The Dynasty Guru’s Triple Play: Minnesota Twins!
Welcome to The Dynasty Guru’s Triple Play! This is a brand-new series where three very cool dynasty baseball nerds- Adam Lawler, Patrick Magnus, and Keaton O. DeRocher- bring to you a succinct analysis of a pitcher, a hitter and a prospect from each organization. We’ll be running this regularly until we cover all 30 teams!
Each team will be covered in alphabetical order. This article we’re covering the Minnesota Twins. And, while we here at The Dynasty Guru are primarily baseball obsessed, we’ll also be touching on some music we’ve enjoyed from each team’s home state. Enjoy, and leave us your question and comments below!
Jose Berrios, 23, RHP
Analysis by Adam Lawler
First and foremost, I want to declare my love for Jose Berrios. I want to scream it from the mountain tops. He is my stars and moon.
The 23-year-old and former 32nd overall pick arrived in the show in 2016 with a ton of hype. Armed with a tantalizing four-pitch mix and a knack for bringing heat, Berrios was nothing short of… terrible. He was knocked around in his first three starts, seeming hittable, home run prone, and hazardously careless with the free pass. After his fourth start, which was capped with a 0.2 IP and 7 ER start against the Tigers on the road, Berrios was unceremoniously demoted.
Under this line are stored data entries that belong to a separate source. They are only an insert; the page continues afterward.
//! Dense linear-algebra kernels on the parallel engine.

use parframe_core::{
    parallel_for_indexed, parallel_reduce_indices, Executor, FnReduce, ParError, PartitionedRange,
    PartitionedVec,
};
use serde::{Deserialize, Serialize};

use crate::error::MlError;

/// `a · b` as a parallel reduction over the element indices.
pub fn parallel_dot<E: Executor>(a: &[f64], b: &[f64], executor: &E) -> Result<f64, MlError> {
    if a.len() != b.len() {
        return Err(ParError::SizeMismatch {
            expected: a.len(),
            actual: b.len(),
        }
        .into());
    }
    if a.is_empty() {
        return Ok(0.0);
    }

    let range = PartitionedRange::partitioned(a.len(), executor.n_processing_elements())?;
    let op = FnReduce::new(
        0.0,
        |&i: &usize, acc: &mut f64| *acc += a[i] * b[i],
        |acc: &mut f64, other: &f64| *acc += *other,
    );
    let (dot, valid) = parallel_reduce_indices(&range, &op, executor)?.get();
    if !valid {
        return Err(MlError::InvalidResult("dot product"));
    }
    Ok(dot)
}

/// Row-major matrix.
#[derive(Debug, Clone, PartialEq, Serialize, Deserialize)]
pub struct DenseMatrix {
    n_rows: usize,
    n_cols: usize,
    values: Vec<f64>,
}

impl DenseMatrix {
    /// Build from equally wide rows.
    pub fn from_rows(rows: &[Vec<f64>]) -> Result<Self, ParError> {
        let n_cols = rows.first().map_or(0, Vec::len);
        let mut values = Vec::with_capacity(rows.len() * n_cols);
        for row in rows {
            if row.len() != n_cols {
                return Err(ParError::SizeMismatch {
                    expected: n_cols,
                    actual: row.len(),
                });
            }
            values.extend_from_slice(row);
        }
        Ok(Self {
            n_rows: rows.len(),
            n_cols,
            values,
        })
    }

    pub fn n_rows(&self) -> usize {
        self.n_rows
    }

    pub fn n_cols(&self) -> usize {
        self.n_cols
    }

    pub fn row(&self, i: usize) -> &[f64] {
        &self.values[i * self.n_cols..(i + 1) * self.n_cols]
    }
}

/// `matrix · x`, one output element per row, computed with a parallel for
/// over the output vector.
pub fn parallel_matvec<E: Executor>(
    matrix: &DenseMatrix,
    x: &[f64],
    executor: &E,
) -> Result<Vec<f64>, MlError> {
    if matrix.n_cols() != x.len() {
        return Err(ParError::SizeMismatch {
            expected: matrix.n_cols(),
            actual: x.len(),
        }
        .into());
    }
    if matrix.n_rows() == 0 {
        return Ok(Vec::new());
    }

    let mut out = PartitionedVec::filled(matrix.n_rows(), 0.0);
    out.partition_into(executor.n_processing_elements())?;
    let done = parallel_for_indexed(
        &mut out,
        &|i: usize, y: &mut f64| {
            *y = matrix.row(i).iter().zip(x).map(|(m, v)| m * v).sum();
        },
        executor,
    )?;
    if !done.is_valid() {
        return Err(MlError::InvalidResult("matrix-vector product"));
    }
    Ok(out.into_inner())
}

#[cfg(test)]
mod tests {
    use super::*;
    use parframe_core::{ParallelLoopExecutor, Schedule, SequentialExecutor, ThreadPool};

    #[test]
    fn dot_matches_serial() {
        let a: Vec<f64> = (0..101).map(f64::from).collect();
        let b: Vec<f64> = (0..101).map(|i| f64::from(i) * 0.5).collect();
        let expected: f64 = a.iter().zip(&b).map(|(x, y)| x * y).sum();
        let pool = ThreadPool::with_threads(4).unwrap();
        let dot = parallel_dot(&a, &b, &pool).unwrap();
        assert!((dot - expected).abs() < 1e-9);
    }

    #[test]
    fn dot_size_mismatch() {
        let err = parallel_dot(&[1.0, 2.0], &[1.0], &SequentialExecutor::new(1)).unwrap_err();
        assert!(matches!(
            err,
            MlError::Engine(ParError::SizeMismatch {
                expected: 2,
                actual: 1
            })
        ));
    }

    #[test]
    fn empty_dot_is_zero() {
        assert_eq!(parallel_dot(&[], &[], &SequentialExecutor::new(2)).unwrap(), 0.0);
    }

    #[test]
    fn matvec() {
        let m = DenseMatrix::from_rows(&[vec![1.0, 2.0], vec![3.0, 4.0], vec![5.0, 6.0]]).unwrap();
        let exec = ParallelLoopExecutor::new(2, Schedule::Dynamic).unwrap();
        let y = parallel_matvec(&m, &[1.0, -1.0], &exec).unwrap();
        assert_eq!(y, vec![-1.0, -1.0, -1.0]);
    }

    #[test]
    fn ragged_matrix_rejected() {
        assert!(DenseMatrix::from_rows(&[vec![1.0], vec![1.0, 2.0]]).is_err());
    }
}
//! Value/validity cells with blocking waits.
//!
//! A [`ResultHolder`] is the output slot of a task and the "future" handed
//! back by the parallel algorithms. Clones share the same slot, so a caller
//! can keep a handle while the owning task writes into it. Waiting is done on
//! a condition variable; no thread spins.

use std::fmt;
use std::sync::Arc;
use std::time::{Duration, Instant};

use parking_lot::{Condvar, Mutex};

use crate::reduction::ReductionOp;

struct Slot<T> {
    value: T,
    valid: bool,
}

struct Shared<T> {
    slot: Mutex<Slot<T>>,
    ready: Condvar,
}

/// A shared `(value, valid)` pair.
///
/// # Example
/// ```
/// use parframe_core::result::ResultHolder;
///
/// let holder = ResultHolder::new(0u64);
/// assert_eq!(holder.get(), (0, false));
///
/// holder.set(42);
/// assert_eq!(holder.get_or_wait(), 42);
/// ```
pub struct ResultHolder<T> {
    shared: Arc<Shared<T>>,
}

impl<T> ResultHolder<T> {
    /// An invalid holder seeded with `value`.
    #[must_use]
    pub fn new(value: T) -> Self {
        Self::from_parts(value, false)
    }

    /// A holder that is already valid.
    #[must_use]
    pub fn valid(value: T) -> Self {
        Self::from_parts(value, true)
    }

    fn from_parts(value: T, valid: bool) -> Self {
        Self {
            shared: Arc::new(Shared {
                slot: Mutex::new(Slot { value, valid }),
                ready: Condvar::new(),
            }),
        }
    }

    #[must_use]
    pub fn is_valid(&self) -> bool {
        self.shared.slot.lock().valid
    }

    /// Store `value` and mark the holder valid, waking every waiter.
    pub fn set(&self, value: T) {
        let mut slot = self.shared.slot.lock();
        slot.value = value;
        slot.valid = true;
        drop(slot);
        self.shared.ready.notify_all();
    }

    /// Mutate the value in place. Validity is left unchanged.
    pub fn update<F: FnOnce(&mut T)>(&self, f: F) {
        f(&mut self.shared.slot.lock().value);
    }

    /// Borrow the value and validity under the lock.
    pub fn with<R, F: FnOnce(&T, bool) -> R>(&self, f: F) -> R {
        let slot = self.shared.slot.lock();
        f(&slot.value, slot.valid)
    }

    pub fn validate(&self) {
        self.shared.slot.lock().valid = true;
        self.shared.ready.notify_all();
    }

    pub fn invalidate(&self) {
        self.shared.slot.lock().valid = false;
    }

    /// Invalidate and reinitialize the value.
    pub fn invalidate_and_reset(&self, value: T) {
        let mut slot = self.shared.slot.lock();
        slot.value = value;
        slot.valid = false;
    }

    /// True when both handles share one slot.
    #[must_use]
    pub fn same_slot(&self, other: &Self) -> bool {
        Arc::ptr_eq(&self.shared, &other.shared)
    }
}

impl<T: Clone> ResultHolder<T> {
    /// Non-blocking snapshot of `(value, valid)`.
    #[must_use]
    pub fn get(&self) -> (T, bool) {
        let slot = self.shared.slot.lock();
        (slot.value.clone(), slot.valid)
    }

    /// Block until the holder is valid, then return the value.
    #[must_use]
    pub fn get_or_wait(&self) -> T {
        let mut slot = self.shared.slot.lock();
        while !slot.valid {
            self.shared.ready.wait(&mut slot);
        }
        slot.value.clone()
    }

    /// Block until the holder is valid or `timeout` elapses, whichever comes
    /// first. The validity flag in the returned pair tells which one it was.
    #[must_use]
    pub fn get_or_wait_for(&self, timeout: Duration) -> (T, bool) {
        let deadline = Instant::now() + timeout;
        let mut slot = self.shared.slot.lock();
        while !slot.valid {
            if self.shared.ready.wait_until(&mut slot, deadline).timed_out() {
                break;
            }
        }
        (slot.value.clone(), slot.valid)
    }

    /// An independent holder with the current value and validity.
    #[must_use]
    pub fn snapshot(&self) -> Self {
        let (value, valid) = self.get();
        Self::from_parts(value, valid)
    }

    /// Fold a valid `other` into this holder with `op`. An invalid `other`
    /// leaves this holder untouched. The validity of `self` is not changed.
    pub fn join<F: FnOnce(&mut T, &T)>(&self, other: &Self, op: F) {
        let (theirs, valid) = other.get();
        if !valid {
            return;
        }
        op(&mut self.shared.slot.lock().value, &theirs);
    }

    /// [`join`](Self::join) using a reduction operator's combinator.
    pub fn join_with<R>(&self, other: &Self, op: &R)
    where
        R: ReductionOp<Value = T> + ?Sized,
    {
        self.join(other, |acc, theirs| op.join(acc, theirs));
    }

    /// A new holder carrying `f(value)` and the same validity.
    #[must_use]
    pub fn map<U, F: FnOnce(&T) -> U>(&self, f: F) -> ResultHolder<U> {
        let slot = self.shared.slot.lock();
        ResultHolder::from_parts(f(&slot.value), slot.valid)
    }
}

impl<T> Clone for ResultHolder<T> {
    fn clone(&self) -> Self {
        Self {
            shared: Arc::clone(&self.shared),
        }
    }
}

impl<T: Default> Default for ResultHolder<T> {
    fn default() -> Self {
        Self::new(T::default())
    }
}

impl<T: fmt::Debug> fmt::Debug for ResultHolder<T> {
    fn fmt(&self, f: &mut fmt::Formatter<'_>) -> fmt::Result {
        let slot = self.shared.slot.lock();
        f.debug_struct("ResultHolder")
            .field("value", &slot.value)
            .field("valid", &slot.valid)
            .finish()
    }
}

#[cfg(test)]
mod tests {
    use super::*;
    use crate::reduction::Sum;
    use std::thread;

    #[test]
    fn starts_invalid() {
        let h = ResultHolder::new(7i32);
        assert_eq!(h.get(), (7, false));
        assert!(!h.is_valid());
    }

    #[test]
    fn validate_and_invalidate() {
        let h = ResultHolder::new(1.5f64);
        h.validate();
        assert!(h.is_valid());
        h.invalidate();
        assert_eq!(h.get(), (1.5, false));
        h.invalidate_and_reset(0.0);
        assert_eq!(h.get(), (0.0, false));
    }

    #[test]
    fn zero_timeout_returns_immediately_invalid() {
        let h: ResultHolder<u32> = ResultHolder::default();
        let start = Instant::now();
        let (_, valid) = h.get_or_wait_for(Duration::from_millis(0));
        assert!(!valid);
        assert!(start.elapsed() < Duration::from_secs(1));
    }

    #[test]
    fn timed_wait_sees_late_writer() {
        let h = ResultHolder::new(Vec::<u8>::new());
        let writer = h.clone();
        let t = thread::spawn(move || {
            thread::sleep(Duration::from_millis(20));
            writer.set(vec![1, 2, 3]);
        });
        let (value, valid) = h.get_or_wait_for(Duration::from_secs(10));
        t.join().unwrap();
        assert!(valid);
        assert_eq!(value, vec![1, 2, 3]);
    }

    #[test]
    fn wait_blocks_until_set() {
        let h = ResultHolder::new(0u64);
        let writer = h.clone();
        let t = thread::spawn(move || writer.set(99));
        assert_eq!(h.get_or_wait(), 99);
        t.join().unwrap();
    }

    #[test]
    fn join_ignores_invalid_other() {
        let acc = ResultHolder::valid(10i64);
        let other = ResultHolder::new(5i64);
        acc.join(&other, |a, b| *a += *b);
        assert_eq!(acc.get(), (10, true));

        other.validate();
        acc.join(&other, |a, b| *a += *b);
        assert_eq!(acc.get(), (15, true));
    }

    #[test]
    fn join_with_self_does_not_deadlock() {
        let h = ResultHolder::valid(3u32);
        h.join(&h.clone(), |a, b| *a += *b);
        assert_eq!(h.get(), (6, true));
    }

    #[test]
    fn join_with_reduction_op() {
        let acc = ResultHolder::valid(1.0f64);
        acc.join_with(&ResultHolder::valid(2.5), &Sum::new());
        assert_eq!(acc.get(), (3.5, true));
    }

    #[test]
    fn map_keeps_validity() {
        let h = ResultHolder::valid(vec![1, 2, 3]);
        let len = h.map(Vec::len);
        assert_eq!(len.get(), (3, true));
        let invalid = ResultHolder::new(4u8).map(|v| u32::from(*v) * 2);
        assert_eq!(invalid.get(), (8, false));
    }

    #[test]
    fn clones_share_and_snapshots_do_not() {
        let h = ResultHolder::new(1u8);
        let shared = h.clone();
        let snap = h.snapshot();
        h.set(2);
        assert!(h.same_slot(&shared));
        assert_eq!(shared.get(), (2, true));
        assert_eq!(snap.get(), (1, false));
    }

    #[test]
    fn unit_holder_tracks_completion() {
        let done = ResultHolder::new(());
        assert!(!done.is_valid());
        done.validate();
        let () = done.get_or_wait();
        assert!(done.is_valid());
    }
}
However, there was still reason for optimism. Pitcher progression is not linear. Hall of Famers like Koufax, Gossage, Nolan Ryan were abysmal to start their career. Now, I am not saying Berrios is a future HOF, but I AM saying that pitcher growth is a tumultuous road of reckoning, retooling, and redemption. Berrios proved that sentiment, returning in August and showing more promise (with the occasional hiccup) than his previous promotion.
Why is that you ask? Well, here’s one theory that can be explained in four charts:
What you are looking at is the contact rate of batters during Berrios’ initial run in the league (above) and his second tour in 2016 (below). In the left-hand column, we see all of his off-speed offerings a lot of red. In the right-hand and column, we see all of his fastball offerings and a lot of blue.
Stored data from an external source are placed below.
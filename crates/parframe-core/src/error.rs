//! Error type shared by the engine.

/// Errors surfaced by the engine before any task is dispatched.
///
/// Failures inside a running task never produce a `ParError`; they leave the
/// task's result holder invalid instead.
#[derive(Debug, Clone, PartialEq, Eq, thiserror::Error)]
pub enum ParError {
    /// An argument violated a precondition (zero partitions, empty range, ...).
    #[error("invalid argument: {0}")]
    InvalidArgument(String),

    /// A partitioned object was missing partitions or had the wrong count.
    #[error("{0}")]
    InvalidPartitionedObject(String),

    /// Two collections that must agree in length do not.
    #[error("size mismatch: expected {expected}, got {actual}")]
    SizeMismatch {
        /// Length required by the operation.
        expected: usize,
        /// Length that was supplied.
        actual: usize,
    },

    /// The executor could not be created or rejected its options.
    #[error("executor error: {0}")]
    Executor(String),

    /// Invalid engine configuration.
    #[error("configuration error: {0}")]
    Config(String),
}

impl ParError {
    /// Error raised when a partitioned object carries no partitions.
    #[must_use]
    pub fn missing_partitions() -> Self {
        Self::InvalidPartitionedObject("The given range does not have partitions".into())
    }

    /// Error raised when the partition count disagrees with the executor.
    #[must_use]
    pub fn partition_count(actual: usize, expected: usize) -> Self {
        Self::InvalidPartitionedObject(format!(
            "Invalid number of partitions: {actual} should be: {expected}"
        ))
    }
}
//! # parframe-core
//!
//! Partitioned parallel execution: ranges and partitioners, tasks with
//! shareable result holders, interchangeable executors, and the
//! `parallel_for` / `parallel_reduce` algorithms built on them.

pub mod config;
pub mod constants;
pub mod dataset;
pub mod error;
pub mod executor;
pub mod parallel_for;
pub mod parallel_reduce;
pub mod partitioned;
pub mod partitioner;
pub mod range;
pub mod reduction;
pub mod result;
pub mod task;

// Re-exports
pub use config::{EngineConfig, ExecutorKind};
pub use constants::{exit_codes, DEFAULT_GRAIN_SIZE, DEFAULT_TOLERANCE};
pub use dataset::{DataSet, DenseDataSet};
pub use error::ParError;
pub use executor::{
    AnyExecutor, ExecOptions, Executor, ParallelLoopExecutor, Schedule, SequentialExecutor,
    ThreadPool, ThreadPoolOptions,
};
pub use parallel_for::{parallel_for, parallel_for_indexed};
pub use parallel_reduce::{parallel_reduce, parallel_reduce_indices};
pub use partitioned::{Partitioned, PartitionedRange, PartitionedVec};
pub use partitioner::{partition_len, partition_range, partition_range_with_grain};
pub use range::{Range1D, RangeIndex};
pub use reduction::{FnReduce, Max, Min, Product, ReductionOp, Sum};
pub use result::ResultHolder;
pub use task::{FnWork, Task, TaskState, Work};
During his first run, batters were laying off his fastball, waiting on his offspeed stuff, and jumping all over it. Now, this could be the league forcing the young gun to prove his worth with secondary offerings. It could be that he was just throwing his secondary pitches more than usual in his initial run vs the second go around, and thus batters had more chances to see the pitches. It could be a small sample size that is easy to write off as a young gun learning his way. It could be a bit of everything? Yet, maybe it was something more…sinister?
Although I can summarize, I would strongly encourage you to take a few minutes to read Parker Hageman’s work at Twin’s Daily. In the article, he does an excellent job of explaining that Berrios was very likely tipping his pitches. This theory was somewhat corroborated by Twins beat writer Mike Berardino when tweeting about Berrios’ arm path. Reckoning, retooling, redemption. The offseason does wonders for a ballplayer. During the season, big adjustments and fixes are rare, but the offseason is a time for deep reflection as they really focus on improving their craft. This bore out in the 2017 campaign.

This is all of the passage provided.